В последний период правления Карла II резко обострилась внутриполитическая обстановка, и тут в довольно неожиданной роли на авансцену снова выдвинулись иезуиты. Несколько поколений англичан привыкли видеть руку «общества Иисуса» в любой политической интриге. Протестанты склонны были считать следствием тайных иезуитских козней – чуть ли не любые чем-то неугодные им политические события. Нередко эти подозрения были вполне оправданны; но их не удавалось доказать. Так, иезуиты действительно в Англии во время Реставрации активно интриговали в пользу герцога Йоркского, брата короля, которого как католика значительная часть английских политиков хотела лишить прав престолонаследия (Карл не имел законных детей). Однако те конкретные действия и планы, которые приписали иезуитам, были чистой выдумкой. Некий Титус Отс, лишенный сана священника англиканской церкви, по неясным причинам отравился на континент и, выдав себя за католика, некоторое время провел в иезуитских коллегиях. По чьей инициативе проделал Титус Отс этот маскарад, который не раз совершали некогда агенты Уолсингема, так и осталось неизвесrnым.

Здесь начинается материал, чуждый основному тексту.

//! Quote- and comment-aware lexical scanning
//!
//! A Jenkinsfile is Groovy, so a `{` can appear inside `'...'`, `"..."`,
//! `// ...` or `/* ... */` without opening a block. Every structural scan in
//! this crate runs on top of the state machine defined here so that braces
//! and keywords inside literals and comments are never mistaken for code.

/// Lexical state of a scan position in a Groovy-flavoured pipeline file.
#[derive(Debug, Clone, Copy, PartialEq, Eq, Default)]
pub enum LexState {
    /// Plain code.
    #[default]
    Normal,
    /// Inside a single-quoted string literal.
    SingleQuote,
    /// Inside a double-quoted string literal.
    DoubleQuote,
    /// Inside a `//` comment, up to the next newline.
    LineComment,
    /// Inside a `/* ... */` comment.
    BlockComment,
}

impl LexState {
    /// Whether characters consumed in this state are executable code.
    #[must_use]
    pub fn is_code(self) -> bool {
        matches!(self, Self::Normal)
    }
}

/// Advances the lexical state by one character.
///
/// `prev` is the character consumed immediately before `ch`, if any. A
/// single-quoted string closes only on an unescaped `'`, a double-quoted
/// string only on an unescaped `"`. Comments do not nest, and no escape
/// processing happens beyond a backslash suppressing a closing quote.
#[must_use]
pub fn advance(state: LexState, ch: char, prev: Option<char>) -> LexState {
    match state {
        LexState::Normal => match ch {
            '"' => LexState::DoubleQuote,
            '\'' => LexState::SingleQuote,
            '/' if prev == Some('/') => LexState::LineComment,
            '*' if prev == Some('/') => LexState::BlockComment,
            _ => LexState::Normal,
        },
        LexState::SingleQuote if ch == '\'' && prev != Some('\\') => LexState::Normal,
        LexState::DoubleQuote if ch == '"' && prev != Some('\\') => LexState::Normal,
        LexState::LineComment if ch == '\n' => LexState::Normal,
        LexState::BlockComment if ch == '/' && prev == Some('*') => LexState::Normal,
        other => other,
    }
}

/// A forward-only cursor over [`advance`], remembering the previous
/// character so callers only have to feed it one `char` at a time.
#[derive(Debug, Clone, Default)]
pub struct Lexer {
    state: LexState,
    prev: Option<char>,
}

impl Lexer {
    /// Creates a cursor in the [`LexState::Normal`] state.
    #[must_use]
    pub fn new() -> Self {
        Self::default()
    }

    /// Consumes one character, updating the state.
    pub fn consume(&mut self, ch: char) {
        self.state = advance(self.state, ch, self.prev);
        self.prev = Some(ch);
    }

    /// State after the last consumed character.
    #[must_use]
    pub fn state(&self) -> LexState {
        self.state
    }
}

/// Classifies every character position in `text`.
///
/// Yields `(byte offset, state after consuming the character at it)`.
pub fn classify(text: &str) -> impl Iterator<Item = (usize, LexState)> + '_ {
    let mut lexer = Lexer::new();
    text.char_indices().map(move |(offset, ch)| {
        lexer.consume(ch);
        (offset, lexer.state())
    })
}

#[cfg(test)]
mod tests {
    use super::*;

    fn state_at(text: &str, offset: usize) -> LexState {
        classify(text)
            .find(|(o, _)| *o == offset)
            .map(|(_, s)| s)
            .unwrap()
    }

    #[test]
    fn test_plain_code_stays_normal() {
        assert!(classify("echo foo").all(|(_, s)| s == LexState::Normal));
    }

    #[test]
    fn test_single_quoted_string() {
        let text = "sh 'make {all}'";
        assert_eq!(state_at(text, text.find('{').unwrap()), LexState::SingleQuote);
        // the closing quote returns to code
        assert_eq!(state_at(text, text.len() - 1), LexState::Normal);
    }

    #[test]
    fn test_double_quoted_string() {
        let text = "echo \"a } b\" c";
        assert_eq!(state_at(text, text.find('}').unwrap()), LexState::DoubleQuote);
        assert_eq!(state_at(text, text.len() - 1), LexState::Normal);
    }

    #[test]
    fn test_quote_kinds_are_independent() {
        // a double quote inside a single-quoted string does not close it
        let text = "'a\"b'";
        assert_eq!(state_at(text, 2), LexState::SingleQuote);
        assert_eq!(state_at(text, 4), LexState::Normal);
    }

    #[test]
    fn test_backslash_suppresses_closing_quote() {
        let text = r#""a\"b" x"#;
        assert_eq!(state_at(text, 4), LexState::DoubleQuote);
        assert_eq!(state_at(text, 5), LexState::Normal);
    }

    #[test]
    fn test_line_comment_ends_at_newline() {
        let text = "a // b { c\nd";
        assert_eq!(state_at(text, text.find('{').unwrap()), LexState::LineComment);
        assert_eq!(state_at(text, text.len() - 1), LexState::Normal);
    }

    #[test]
    fn test_block_comment() {
        let text = "a /* b } */ c";
        assert_eq!(state_at(text, text.find('}').unwrap()), LexState::BlockComment);
        assert_eq!(state_at(text, text.len() - 1), LexState::Normal);
    }

    #[test]
    fn test_block_comments_do_not_nest() {
        let text = "/* a /* b */ c";
        // the first */ closes the comment even after an inner /*
        assert_eq!(state_at(text, text.len() - 1), LexState::Normal);
    }
}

Вернувшись в Англию, Отс объявил, что 24 апреля 1678 г. в лондонской таверне «Белая лошадь» состоялось собрание английских иезуитов, на котором был составлен план поджога всех судов на Темзе, истребления протестантов и убийства короля (с помощью не то яда, не то кинжала, не то специальных серебряных пуль). Разумеется, все это было сказкой: иезуиты и не помышляли убивать Карла II, тайно им покровительствовавшего. Более того, король отлично знал, что именно в день 24 апреля 1678 г. по чистой случайности действительно происходило собрание конгрегации aнглийских иезуитов, но не в таверне «Белая лошадь», а у герцога Йоркского, о чем Титус Отс, конечно, не имел ни малейшего представления.

Слухи о «папском заговоре» вызвали огромное возбуждение в стране, которое использовала в своих целях парламентская оппозиция. Многие католики поплатились головами, тогда как иезуиты втайне продолжали свои происки. Впрочем, влияние их на ход политической борьбы не стоит преувеличивать.